--- RECORDS PROVIDED Enclosed Below ---

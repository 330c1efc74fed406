//! Port abstraction for reading topic groups.
use async_trait::async_trait;

use crate::domain::{Group, GroupSlug};

use super::define_port_error;

define_port_error! {
    /// Persistence errors raised by group repository adapters.
    pub enum GroupPersistenceError {
        /// Repository connection could not be established.
        Connection { message: String } => "group repository connection failed: {message}",
        /// Query failed during execution.
        Query { message: String } => "group repository query failed: {message}",
    }
}

/// Read access to groups.
#[cfg_attr(test, mockall::automock)]
#[async_trait]
pub trait GroupRepository: Send + Sync {
    /// Fetch a group by its slug.
    async fn find_by_slug(&self, slug: &GroupSlug) -> Result<Option<Group>, GroupPersistenceError>;

    /// List every group, ordered by title, for form choices.
    async fn list_all(&self) -> Result<Vec<Group>, GroupPersistenceError>;
}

--- End of Enclosed RECORDS PROVIDED ---

> _WHAT IS NEEDED_
From start to finish, retype the records above with complete accuracy.

> _REPLY_
repository 330c1efc74fed406
//! Port abstraction for reading topic groups.
use async_trait::async_trait;

use crate::domain::{Group, GroupSlug};

use super::define_port_error;

define_port_error! {
    /// Persistence errors raised by group repository adapters.
    pub enum GroupPersistenceError {
        /// Repository connection could not be established.
        Connection { message: String } => "group repository connection failed: {message}",
        /// Query failed during execution.
        Query { message: String } => "group repository query failed: {message}",
    }
}

/// Read access to groups.
#[cfg_attr(test, mockall::automock)]
#[async_trait]
pub trait GroupRepository: Send + Sync {
    /// Fetch a group by its slug.
    async fn find_by_slug(&self, slug: &GroupSlug) -> Result<Option<Group>, GroupPersistenceError>;

    /// List every group, ordered by title, for form choices.
    async fn list_all(&self) -> Result<Vec<Group>, GroupPersistenceError>;
}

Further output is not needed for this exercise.